REQUIREMENT: This exercise calls for the line with "pub const DEFAULT_INTERPRETER: &str", the line with "#[derive(Debug, Clone, PartialEq, Eq)]", and all lines between them in the material below, output exactly and with no other lines.

RECORD EXTRACTS:
-*-*-
//! Lua squishing through the external `squish` tool.
//!
//! Squishing collapses a driver's Lua sources into one file, named by the
//! `squishy` configuration in the source root. The tool is a Lua script run
//! by `luajit`, shipped next to the packager executable.
//!
//! The run blocks until the tool exits. There is no timeout.

mod guard;

use std::ffi::OsString;
use std::path::{Path, PathBuf};

use path_absolutize::Absolutize;
use tokio::process::Command;

pub use guard::EnvironmentGuard;

use crate::error::{PackagerError, Result, SquishError};
use crate::format::STAGING_PREFIX;

/// Default Lua interpreter.
pub const DEFAULT_INTERPRETER: &str = "luajit";

/// File name of the squish script next to the executable.
pub const SQUISH_SCRIPT: &str = "squish";

#[cfg(test)]
pub(crate) static ENVIRONMENT_LOCK: std::sync::Mutex<()> = std::sync::Mutex::new(());

/// An interpreter and squish script pair.
#[derive(Debug, Clone, PartialEq, Eq)]
pub struct SquishTool {
    interpreter: PathBuf,
    script: PathBuf,
    search_dir: PathBuf,
}

impl SquishTool {
    /// Use an explicit interpreter and script.
    ///
    /// `search_dir` is prepended to `PATH` while the tool runs. A bare
    /// interpreter name is looked up on that extended `PATH`.
    pub fn new(
        interpreter: impl Into<PathBuf>,
        script: impl Into<PathBuf>,
        search_dir: impl Into<PathBuf>,
    ) -> Self {
        Self {
            interpreter: interpreter.into(),
            script: script.into(),
            search_dir: search_dir.into(),
        }
    }

    /// `luajit` plus the `squish` script in the running executable's directory.
    pub fn locate() -> Result<Self> {
        let exe = std::env::current_exe().map_err(|e| SquishError::ToolNotFound {
            reason: format!("cannot determine executable path: {}", e),
        })?;
        let exe = exe.canonicalize().unwrap_or(exe);
        let dir = exe
            .parent()
            .ok_or_else(|| SquishError::ToolNotFound {
                reason: format!("{} has no parent directory", exe.display()),
            })?
            .to_path_buf();

        Ok(Self::new(DEFAULT_INTERPRETER, dir.join(SQUISH_SCRIPT), dir))
    }

    /// Arguments passed to the interpreter for squishing `dir`.
    pub fn arguments(&self, dir: &Path, verbose: bool) -> Vec<OsString> {
        let mut args = vec![self.script.clone().into_os_string(), "--no-minify".into()];
        if verbose {
            args.push("--vv".into());
        }
        args.push(dir.as_os_str().to_os_string());
        args
    }

    /// Squish the Lua sources in `dir`.
    ///
    /// Runs with `dir` as the working directory and the tool directory on
    /// `PATH`; both are restored afterwards even when the tool fails.
    pub async fn squish(&self, dir: &Path, verbose: bool) -> Result<()> {
        let dir = dir.absolutize()?.into_owned();
        log::info!("Squishing Lua source in {}", dir.display());

        let _guard = EnvironmentGuard::enter(&dir, &self.search_dir)?;

        let interpreter = which::which(&self.interpreter).map_err(|e| {
            SquishError::ToolNotFound {
                reason: format!(
                    "{} while processing {}: {}",
                    self.interpreter.display(),
                    dir.display(),
                    e
                ),
            }
        })?;
        let args = self.arguments(&dir, verbose);
        let command_line = format!(
            "{} {}",
            interpreter.display(),
            args.iter()
                .map(|a| a.to_string_lossy())
                .collect::<Vec<_>>()
                .join(" ")
        );
        log::info!("Command line: {}", command_line);

        let status = Command::new(&interpreter)
            .args(&args)
            .status()
            .await
            .map_err(|source| SquishError::Launch {
                command: command_line.clone(),
                directory: dir.clone(),
                source,
            })?;

        if !status.success() {
            return Err(PackagerError::Squish(SquishError::Failed {
                status: status.to_string(),
                directory: dir,
            }));
        }
        Ok(())
    }
}

/// Create a fresh `Squished_Lua_*` staging directory under `temp_root`.
///
/// The directory outlives this call; the caller removes it.
pub fn create_staging_dir(temp_root: &Path) -> Result<PathBuf> {
    let dir = tempfile::Builder::new()
        .prefix(STAGING_PREFIX)
        .tempdir_in(temp_root)?
        .keep();
    log::debug!("Created squish staging directory {}", dir.display());
    Ok(dir)
}

#[cfg(all(test, unix))]
mod tests {
    use super::*;
    use std::os::unix::fs::PermissionsExt;

    fn fake_squish(dir: &Path, body: &str) -> PathBuf {
        let script = dir.join("squish");
        std::fs::write(&script, body).expect("write");
        let mut perms = std::fs::metadata(&script).expect("metadata").permissions();
        perms.set_mode(0o755);
        std::fs::set_permissions(&script, perms).expect("chmod");
        script
    }

    #[test]
    fn test_arguments() {
        let tool = SquishTool::new("luajit", "/opt/squish/squish", "/opt/squish");
        let args = tool.arguments(Path::new("/src"), true);
        assert_eq!(
            args,
            vec![
                OsString::from("/opt/squish/squish"),
                OsString::from("--no-minify"),
                OsString::from("--vv"),
                OsString::from("/src"),
            ]
        );
        assert_eq!(tool.arguments(Path::new("/src"), false).len(), 3);
    }

    #[tokio::test]
    async fn test_squish_runs_in_source_directory() {
        let _lock = ENVIRONMENT_LOCK.lock().unwrap_or_else(|e| e.into_inner());
        let tools = tempfile::tempdir().expect("tempdir");
        let source = tempfile::tempdir().expect("tempdir");
        let script = fake_squish(tools.path(), "cat driver.lua > driver.lua.squished\n");
        std::fs::write(source.path().join("driver.lua"), "print('x')\n").expect("write");

        let before = std::env::current_dir().expect("cwd");
        SquishTool::new("sh", script, tools.path())
            .squish(source.path(), false)
            .await
            .expect("squish");

        assert_eq!(std::env::current_dir().expect("cwd"), before);
        assert_eq!(
            std::fs::read_to_string(source.path().join("driver.lua.squished")).expect("read"),
            "print('x')\n"
        );
    }

    #[tokio::test]
    async fn test_failed_squish_restores_environment() {
        let _lock = ENVIRONMENT_LOCK.lock().unwrap_or_else(|e| e.into_inner());
        let tools = tempfile::tempdir().expect("tempdir");
        let source = tempfile::tempdir().expect("tempdir");
        let script = fake_squish(tools.path(), "exit 3\n");

        let before_dir = std::env::current_dir().expect("cwd");
        let before_path = std::env::var_os("PATH");
        let err = SquishTool::new("sh", script, tools.path())
            .squish(source.path(), true)
            .await
            .unwrap_err();

        assert!(matches!(err, PackagerError::Squish(SquishError::Failed { .. })));
        assert!(err.to_string().contains("while processing"));
        assert_eq!(std::env::current_dir().expect("cwd"), before_dir);
        assert_eq!(std::env::var_os("PATH"), before_path);
    }

    #[tokio::test]
    async fn test_missing_interpreter() {
        let _lock = ENVIRONMENT_LOCK.lock().unwrap_or_else(|e| e.into_inner());
        let source = tempfile::tempdir().expect("tempdir");
        let err = SquishTool::new("no-such-lua-interpreter", "squish", source.path())
            .squish(source.path(), false)
            .await
            .unwrap_err();
        assert!(matches!(err, PackagerError::Squish(SquishError::ToolNotFound { .. })));
        assert!(err.to_string().contains(&source.path().display().to_string()));
    }

    #[test]
    fn test_staging_dir_prefix() {
        let temp = tempfile::tempdir().expect("tempdir");
        let staging = create_staging_dir(temp.path()).expect("staging");
        assert!(staging.is_dir());
        assert!(
            staging
                .file_name()
                .and_then(|n| n.to_str())
                .is_some_and(|n| n.starts_with(STAGING_PREFIX))
        );
    }
}
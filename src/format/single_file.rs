//! `.c4i` assembly.

use std::path::{Path, PathBuf};
use std::time::SystemTime;

use crate::descriptor::{self, CONFIG_TAG, DESCRIPTOR_FILENAME, DescriptorUpdate};
use crate::error::{DescriptorError, ManifestError, PackagerError, Result};
use crate::xml::Element;

/// Name prefix of squish staging directories under the temp root.
pub const STAGING_PREFIX: &str = "Squished_Lua_";

/// Script-less descriptor written into the staging directory.
pub const INTERMEDIATE_DESCRIPTOR: &str = "driver2.xml";

/// Inputs for turning an emitted package into a single-file driver.
#[derive(Debug, Clone, Copy)]
pub struct SingleFileAssembly<'a> {
    /// Source root holding `driver.xml` and the squished Lua
    pub source_root: &'a Path,
    /// Directory searched for squish staging directories
    pub temp_root: &'a Path,
    /// Squished Lua file, relative to the source root
    pub squish_output: &'a str,
    /// Timestamp and version changes to re-apply
    pub update: &'a DescriptorUpdate,
}

impl SingleFileAssembly<'_> {
    /// Replace the emitted archive at `package` with the single-file driver.
    ///
    /// Returns the staging directory that was used.
    pub async fn assemble(&self, package: &Path) -> Result<PathBuf> {
        crate::archive::fs::remove_file(package).await?;

        let staging = locate_staging_dir(self.temp_root)
            .await?
            .ok_or(ManifestError::EncryptionNotSupported)?;
        log::info!("Using squish staging directory {}", staging.display());

        let source_descriptor = self.source_root.join(DESCRIPTOR_FILENAME);
        let mut document = descriptor::load(&source_descriptor).await?;
        self.update.apply(&mut document)?;

        let config = document
            .root_mut()
            .child_mut(CONFIG_TAG)
            .ok_or(DescriptorError::MissingConfig)?;
        let removed = config.remove_children_named("script");
        log::debug!("Removed {} script node(s)", removed);

        let intermediate = staging.join(INTERMEDIATE_DESCRIPTOR);
        descriptor::save(&intermediate, &document).await?;

        let squished_path = self.source_root.join(self.squish_output);
        let squished = tokio::fs::read_to_string(&squished_path).await?;

        let mut script = Element::new("script");
        script.set_cdata(squished);
        document
            .root_mut()
            .child_mut(CONFIG_TAG)
            .ok_or(DescriptorError::MissingConfig)?
            .append_element(script);

        let bytes = document
            .to_bytes()
            .map_err(|e| PackagerError::xml(package, e))?;
        tokio::fs::write(package, bytes).await?;
        Ok(staging)
    }
}

/// Most recently created squish staging directory under `temp_root`.
///
/// Falls back to modification time where the platform does not record
/// creation time.
pub async fn locate_staging_dir(temp_root: &Path) -> Result<Option<PathBuf>> {
    let mut newest: Option<(SystemTime, PathBuf)> = None;
    let mut entries = tokio::fs::read_dir(temp_root).await?;

    while let Some(entry) = entries.next_entry().await? {
        let is_staging = entry
            .file_name()
            .to_str()
            .is_some_and(|name| name.starts_with(STAGING_PREFIX));
        if !is_staging {
            continue;
        }
        let metadata = entry.metadata().await?;
        if !metadata.is_dir() {
            continue;
        }
        let stamp = metadata.created().or_else(|_| metadata.modified())?;
        if newest.as_ref().is_none_or(|(best, _)| stamp >= *best) {
            newest = Some((stamp, entry.path()));
        }
    }

    Ok(newest.map(|(_, path)| path))
}
//! Command line interface for driver-packager.

mod args;
mod output;

pub use args::Args;
pub use output::OutputManager;

use crate::BuildConfig;
use crate::error::Result;
use crate::pipeline::Packager;

/// Main CLI entry point. Returns the process exit code.
pub async fn run() -> Result<i32> {
    let args = Args::parse_args();
    init_logging(args.verbose);
    execute(&args).await
}

/// Build the package described by `args`.
pub async fn execute(args: &Args) -> Result<i32> {
    let output = OutputManager::new(false);

    if let Err(e) = args.validate() {
        output.error(&format!("Invalid arguments: {}", e));
        return Ok(crate::error::GENERIC_FAILURE_EXIT_CODE);
    }

    let config = BuildConfig::from(args);
    crate::archive::fs::create_dir_all(&config.destination_root).await?;

    output.section(&format!("Packaging {}", config.source_root.display()))?;

    let mut packager = Packager::new(config);
    match packager.run().await {
        Ok(artifact) => {
            output.artifact(&artifact, &packager.state().warnings)?;
            Ok(0)
        }
        Err(e) => {
            output.error(&e.to_string());
            for warning in &packager.state().warnings {
                output.warn(&format!("[{}] {}", warning.phase, warning.message))?;
            }

            let suggestions = e.recovery_suggestions();
            if !suggestions.is_empty() {
                output.info("Recovery suggestions:")?;
                for suggestion in suggestions {
                    output.indent(&format!("• {}", suggestion))?;
                }
            }
            if e.is_recoverable() {
                output.indent("• Rerun the build once the problem is fixed")?;
            }

            Ok(e.exit_code())
        }
    }
}

/// Initialise `env_logger`: `warn` by default, `info` with `--verbose`.
/// `RUST_LOG` always wins.
pub fn init_logging(verbose: bool) {
    let default = if verbose { "info" } else { "warn" };
    let _ = env_logger::Builder::from_env(env_logger::Env::default().default_filter_or(default))
        .format_timestamp(None)
        .try_init();
}
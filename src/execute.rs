//! Development builds that allow Lua command-window execution.
//!
//! `--allowexecute` appends two statements to `driver.lua` for the duration
//! of the build. The original file is kept as `driver.lua.tmp` and copied back
//! when the guard is restored or dropped.

use std::path::{Path, PathBuf};

use tokio::io::AsyncWriteExt;

use crate::error::Result;

/// Lua entry point in the source root.
pub const DRIVER_SCRIPT: &str = "driver.lua";

/// Backup of the entry point while it is modified.
pub const DRIVER_SCRIPT_BACKUP: &str = "driver.lua.tmp";

const ALLOW_EXECUTE_LINES: &str =
    "\nC4:AllowExecute(true)\n\ngIsDevelopmentVersionOfDriver = true\n";

/// Holds the modified `driver.lua` until restored.
#[derive(Debug)]
pub struct AllowExecuteGuard {
    script: PathBuf,
    backup: PathBuf,
    restored: bool,
}

impl AllowExecuteGuard {
    /// Back up `driver.lua` in `source_root` and enable execution in it.
    pub async fn enable(source_root: &Path) -> Result<Self> {
        let script = source_root.join(DRIVER_SCRIPT);
        let backup = source_root.join(DRIVER_SCRIPT_BACKUP);

        tokio::fs::copy(&script, &backup).await?;
        let guard = Self {
            script,
            backup,
            restored: false,
        };

        log::info!("C4:AllowExecute(true) being added to {}", guard.script.display());
        let mut file = tokio::fs::OpenOptions::new()
            .append(true)
            .open(&guard.script)
            .await?;
        file.write_all(ALLOW_EXECUTE_LINES.as_bytes()).await?;
        file.flush().await?;

        Ok(guard)
    }

    /// Put the original `driver.lua` back and remove the backup.
    pub async fn restore(mut self) -> Result<()> {
        self.restored = true;
        tokio::fs::copy(&self.backup, &self.script).await?;
        tokio::fs::remove_file(&self.backup).await?;
        log::debug!("Restored {}", self.script.display());
        Ok(())
    }
}

impl Drop for AllowExecuteGuard {
    fn drop(&mut self) {
        if self.restored {
            return;
        }
        let result = std::fs::copy(&self.backup, &self.script)
            .and_then(|_| std::fs::remove_file(&self.backup));
        if let Err(e) = result {
            log::warn!(
                "Unable to restore {} from {}: {}",
                self.script.display(),
                self.backup.display(),
                e
            );
        }
    }
}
-*-*-
PROBLEM SOLUTION:
pub const DEFAULT_INTERPRETER: &str = "luajit";

/// File name of the squish script next to the executable.
pub const SQUISH_SCRIPT: &str = "squish";

#[cfg(test)]
pub(crate) static ENVIRONMENT_LOCK: std::sync::Mutex<()> = std::sync::Mutex::new(());

/// An interpreter and squish script pair.
#[derive(Debug, Clone, PartialEq, Eq)]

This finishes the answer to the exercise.